**DATA**

****

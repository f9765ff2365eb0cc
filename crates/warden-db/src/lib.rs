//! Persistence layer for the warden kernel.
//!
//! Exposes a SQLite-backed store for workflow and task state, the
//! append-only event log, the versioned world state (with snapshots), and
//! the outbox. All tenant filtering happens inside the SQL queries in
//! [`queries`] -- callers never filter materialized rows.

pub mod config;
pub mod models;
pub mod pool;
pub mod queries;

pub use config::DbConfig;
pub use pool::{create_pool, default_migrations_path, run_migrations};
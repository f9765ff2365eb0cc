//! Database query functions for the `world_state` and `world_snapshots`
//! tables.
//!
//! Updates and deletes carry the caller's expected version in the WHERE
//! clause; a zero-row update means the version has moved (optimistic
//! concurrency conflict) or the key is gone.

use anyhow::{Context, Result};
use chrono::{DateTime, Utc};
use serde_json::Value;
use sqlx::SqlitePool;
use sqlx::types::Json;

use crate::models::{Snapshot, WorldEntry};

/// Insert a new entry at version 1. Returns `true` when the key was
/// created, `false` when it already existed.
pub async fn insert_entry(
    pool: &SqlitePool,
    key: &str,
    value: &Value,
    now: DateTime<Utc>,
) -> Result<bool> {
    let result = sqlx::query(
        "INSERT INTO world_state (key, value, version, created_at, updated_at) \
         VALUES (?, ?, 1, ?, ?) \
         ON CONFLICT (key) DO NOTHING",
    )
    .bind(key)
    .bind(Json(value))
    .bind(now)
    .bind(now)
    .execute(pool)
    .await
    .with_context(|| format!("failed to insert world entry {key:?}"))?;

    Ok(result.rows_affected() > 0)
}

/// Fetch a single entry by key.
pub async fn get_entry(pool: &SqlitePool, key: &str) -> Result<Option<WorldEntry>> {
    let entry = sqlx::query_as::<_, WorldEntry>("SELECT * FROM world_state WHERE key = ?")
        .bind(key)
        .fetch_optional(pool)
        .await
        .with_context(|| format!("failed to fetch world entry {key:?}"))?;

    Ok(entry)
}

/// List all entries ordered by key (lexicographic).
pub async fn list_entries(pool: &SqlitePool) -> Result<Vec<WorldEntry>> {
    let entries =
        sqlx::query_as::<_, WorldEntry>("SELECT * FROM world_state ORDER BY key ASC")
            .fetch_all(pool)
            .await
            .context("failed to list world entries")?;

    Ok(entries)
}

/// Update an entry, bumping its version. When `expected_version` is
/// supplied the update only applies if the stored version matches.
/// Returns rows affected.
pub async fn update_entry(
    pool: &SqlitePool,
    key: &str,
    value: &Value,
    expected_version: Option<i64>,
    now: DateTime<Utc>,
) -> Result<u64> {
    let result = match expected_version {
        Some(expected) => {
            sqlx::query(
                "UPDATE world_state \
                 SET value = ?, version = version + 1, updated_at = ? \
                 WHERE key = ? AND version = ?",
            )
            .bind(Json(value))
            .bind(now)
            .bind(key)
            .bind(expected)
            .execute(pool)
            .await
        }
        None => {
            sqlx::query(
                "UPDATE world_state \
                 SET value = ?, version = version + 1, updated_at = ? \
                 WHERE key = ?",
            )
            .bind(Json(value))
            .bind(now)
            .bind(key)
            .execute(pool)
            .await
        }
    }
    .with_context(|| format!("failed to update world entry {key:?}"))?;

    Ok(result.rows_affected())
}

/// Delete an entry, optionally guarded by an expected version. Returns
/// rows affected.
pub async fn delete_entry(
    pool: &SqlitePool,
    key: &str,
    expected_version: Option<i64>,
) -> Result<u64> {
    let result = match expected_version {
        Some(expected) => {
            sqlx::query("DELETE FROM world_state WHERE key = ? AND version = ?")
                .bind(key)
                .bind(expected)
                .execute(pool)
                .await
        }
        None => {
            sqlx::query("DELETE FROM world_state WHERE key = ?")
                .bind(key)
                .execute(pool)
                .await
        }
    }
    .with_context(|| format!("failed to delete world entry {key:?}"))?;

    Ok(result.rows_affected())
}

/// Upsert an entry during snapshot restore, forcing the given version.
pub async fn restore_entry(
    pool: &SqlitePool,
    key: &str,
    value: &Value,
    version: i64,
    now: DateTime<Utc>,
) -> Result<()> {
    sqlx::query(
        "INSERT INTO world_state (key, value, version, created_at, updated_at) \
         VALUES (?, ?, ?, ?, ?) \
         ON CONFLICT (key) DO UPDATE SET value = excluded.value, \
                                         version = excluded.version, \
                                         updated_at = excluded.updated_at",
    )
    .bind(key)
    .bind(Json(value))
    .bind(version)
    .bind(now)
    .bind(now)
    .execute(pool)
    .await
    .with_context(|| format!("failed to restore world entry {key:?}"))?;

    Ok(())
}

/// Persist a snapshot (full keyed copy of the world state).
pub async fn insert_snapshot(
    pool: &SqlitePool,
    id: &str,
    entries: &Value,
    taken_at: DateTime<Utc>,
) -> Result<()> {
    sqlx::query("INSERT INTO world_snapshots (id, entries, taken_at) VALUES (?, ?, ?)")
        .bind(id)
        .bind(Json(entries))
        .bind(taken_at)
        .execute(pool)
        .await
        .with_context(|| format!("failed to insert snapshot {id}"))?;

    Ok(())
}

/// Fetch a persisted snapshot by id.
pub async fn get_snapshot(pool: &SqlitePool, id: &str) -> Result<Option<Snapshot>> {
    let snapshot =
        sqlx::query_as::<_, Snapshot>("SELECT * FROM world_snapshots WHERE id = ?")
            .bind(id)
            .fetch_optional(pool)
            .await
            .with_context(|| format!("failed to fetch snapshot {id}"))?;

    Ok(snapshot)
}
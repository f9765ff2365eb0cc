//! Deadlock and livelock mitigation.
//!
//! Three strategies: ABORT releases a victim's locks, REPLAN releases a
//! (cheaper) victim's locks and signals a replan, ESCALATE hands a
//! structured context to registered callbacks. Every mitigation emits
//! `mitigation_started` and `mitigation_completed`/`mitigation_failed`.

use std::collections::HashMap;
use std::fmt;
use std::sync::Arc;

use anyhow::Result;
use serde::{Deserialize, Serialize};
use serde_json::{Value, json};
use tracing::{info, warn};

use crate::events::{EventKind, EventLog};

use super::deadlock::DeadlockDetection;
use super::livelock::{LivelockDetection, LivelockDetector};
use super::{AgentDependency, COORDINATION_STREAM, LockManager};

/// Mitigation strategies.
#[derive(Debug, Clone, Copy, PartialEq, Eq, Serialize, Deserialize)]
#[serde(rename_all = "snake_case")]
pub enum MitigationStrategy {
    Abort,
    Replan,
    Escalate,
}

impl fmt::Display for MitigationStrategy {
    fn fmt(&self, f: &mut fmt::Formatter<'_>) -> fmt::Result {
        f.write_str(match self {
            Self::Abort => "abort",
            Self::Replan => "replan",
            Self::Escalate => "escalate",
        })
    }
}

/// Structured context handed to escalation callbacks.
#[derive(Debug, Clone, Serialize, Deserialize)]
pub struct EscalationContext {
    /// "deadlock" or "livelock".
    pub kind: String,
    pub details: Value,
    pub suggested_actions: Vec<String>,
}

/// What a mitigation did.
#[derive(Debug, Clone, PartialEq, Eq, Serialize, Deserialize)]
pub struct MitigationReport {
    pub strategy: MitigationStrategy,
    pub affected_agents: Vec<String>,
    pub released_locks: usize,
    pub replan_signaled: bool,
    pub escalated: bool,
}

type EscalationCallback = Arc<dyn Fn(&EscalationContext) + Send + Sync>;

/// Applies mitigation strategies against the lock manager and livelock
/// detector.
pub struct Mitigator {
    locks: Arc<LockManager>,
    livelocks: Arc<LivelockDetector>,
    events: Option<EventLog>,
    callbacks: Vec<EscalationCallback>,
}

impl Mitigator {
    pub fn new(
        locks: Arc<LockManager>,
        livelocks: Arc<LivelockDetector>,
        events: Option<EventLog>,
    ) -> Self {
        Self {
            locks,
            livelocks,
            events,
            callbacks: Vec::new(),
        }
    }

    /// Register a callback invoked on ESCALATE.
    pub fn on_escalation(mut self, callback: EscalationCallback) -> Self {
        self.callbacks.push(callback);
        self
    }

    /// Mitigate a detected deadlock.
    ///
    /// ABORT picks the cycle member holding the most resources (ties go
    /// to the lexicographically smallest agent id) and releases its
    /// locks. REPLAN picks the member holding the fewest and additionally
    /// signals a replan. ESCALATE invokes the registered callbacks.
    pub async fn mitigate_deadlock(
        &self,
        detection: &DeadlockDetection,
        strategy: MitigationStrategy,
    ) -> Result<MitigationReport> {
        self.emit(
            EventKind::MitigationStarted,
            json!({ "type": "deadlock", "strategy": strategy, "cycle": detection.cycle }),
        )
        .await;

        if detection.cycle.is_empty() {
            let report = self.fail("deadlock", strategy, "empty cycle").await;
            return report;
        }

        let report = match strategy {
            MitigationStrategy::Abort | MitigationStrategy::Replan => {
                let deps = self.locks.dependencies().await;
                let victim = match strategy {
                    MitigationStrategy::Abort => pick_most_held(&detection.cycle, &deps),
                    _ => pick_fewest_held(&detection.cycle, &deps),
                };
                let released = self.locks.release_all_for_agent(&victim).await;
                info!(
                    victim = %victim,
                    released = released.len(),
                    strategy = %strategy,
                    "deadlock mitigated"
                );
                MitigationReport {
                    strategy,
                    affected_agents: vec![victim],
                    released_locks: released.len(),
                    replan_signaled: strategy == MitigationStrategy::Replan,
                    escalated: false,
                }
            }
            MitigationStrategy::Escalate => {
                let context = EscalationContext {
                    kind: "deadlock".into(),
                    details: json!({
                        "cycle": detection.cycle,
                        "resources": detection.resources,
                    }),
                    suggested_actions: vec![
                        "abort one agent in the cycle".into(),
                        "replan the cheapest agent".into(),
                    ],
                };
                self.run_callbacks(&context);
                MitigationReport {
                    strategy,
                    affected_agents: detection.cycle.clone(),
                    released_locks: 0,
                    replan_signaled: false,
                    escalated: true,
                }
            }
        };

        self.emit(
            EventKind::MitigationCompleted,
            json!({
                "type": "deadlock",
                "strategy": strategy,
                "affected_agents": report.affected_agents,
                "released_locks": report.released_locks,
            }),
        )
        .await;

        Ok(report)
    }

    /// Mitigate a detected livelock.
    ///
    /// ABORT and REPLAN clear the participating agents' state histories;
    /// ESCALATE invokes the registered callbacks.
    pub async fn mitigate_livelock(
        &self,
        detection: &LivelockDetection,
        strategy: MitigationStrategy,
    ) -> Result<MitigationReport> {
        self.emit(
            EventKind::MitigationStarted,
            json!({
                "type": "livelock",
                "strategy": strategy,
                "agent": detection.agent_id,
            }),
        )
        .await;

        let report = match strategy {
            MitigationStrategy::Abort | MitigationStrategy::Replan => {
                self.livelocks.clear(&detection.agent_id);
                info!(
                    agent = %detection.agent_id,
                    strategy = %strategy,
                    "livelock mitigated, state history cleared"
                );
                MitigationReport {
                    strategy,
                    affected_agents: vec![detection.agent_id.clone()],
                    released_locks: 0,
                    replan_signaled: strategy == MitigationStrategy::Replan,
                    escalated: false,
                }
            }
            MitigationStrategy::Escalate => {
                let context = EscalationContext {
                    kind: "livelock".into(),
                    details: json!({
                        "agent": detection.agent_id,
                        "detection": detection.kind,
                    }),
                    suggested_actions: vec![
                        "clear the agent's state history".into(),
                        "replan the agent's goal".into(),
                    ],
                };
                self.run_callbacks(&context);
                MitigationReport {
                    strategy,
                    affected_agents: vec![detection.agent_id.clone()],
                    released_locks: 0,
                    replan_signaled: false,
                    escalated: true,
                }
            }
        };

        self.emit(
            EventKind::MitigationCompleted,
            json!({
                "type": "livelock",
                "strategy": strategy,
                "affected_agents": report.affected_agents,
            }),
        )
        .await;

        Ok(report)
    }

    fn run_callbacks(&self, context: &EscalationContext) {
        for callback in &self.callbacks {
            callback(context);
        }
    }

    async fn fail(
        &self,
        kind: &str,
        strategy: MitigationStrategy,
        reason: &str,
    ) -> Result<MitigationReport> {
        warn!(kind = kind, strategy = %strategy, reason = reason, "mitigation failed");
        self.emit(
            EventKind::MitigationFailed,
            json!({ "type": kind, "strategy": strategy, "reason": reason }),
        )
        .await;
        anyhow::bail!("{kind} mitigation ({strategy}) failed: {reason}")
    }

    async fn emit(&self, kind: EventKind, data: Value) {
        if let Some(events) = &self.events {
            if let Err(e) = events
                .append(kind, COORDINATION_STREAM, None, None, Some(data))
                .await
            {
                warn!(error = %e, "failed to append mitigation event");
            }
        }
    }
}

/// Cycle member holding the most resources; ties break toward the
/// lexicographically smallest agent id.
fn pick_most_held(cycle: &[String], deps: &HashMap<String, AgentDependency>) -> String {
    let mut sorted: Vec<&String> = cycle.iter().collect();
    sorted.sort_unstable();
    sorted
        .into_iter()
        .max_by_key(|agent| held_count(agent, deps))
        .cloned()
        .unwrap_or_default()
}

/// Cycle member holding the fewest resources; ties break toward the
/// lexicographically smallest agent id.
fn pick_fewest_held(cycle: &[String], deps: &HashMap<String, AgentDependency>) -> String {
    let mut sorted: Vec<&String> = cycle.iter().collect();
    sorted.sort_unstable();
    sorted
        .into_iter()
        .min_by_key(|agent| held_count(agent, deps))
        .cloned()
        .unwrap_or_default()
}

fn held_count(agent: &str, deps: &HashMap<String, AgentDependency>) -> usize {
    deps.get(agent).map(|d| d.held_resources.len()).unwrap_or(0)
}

****

**TASK PROMPT**
Copy whichever lines in the listing above contain the word "append".

**EXERCISE ANSWER**
//! append-only event log, the versioned world state (with snapshots), and
                .append(kind, COORDINATION_STREAM, None, None, Some(data))
                warn!(error = %e, "failed to append mitigation event");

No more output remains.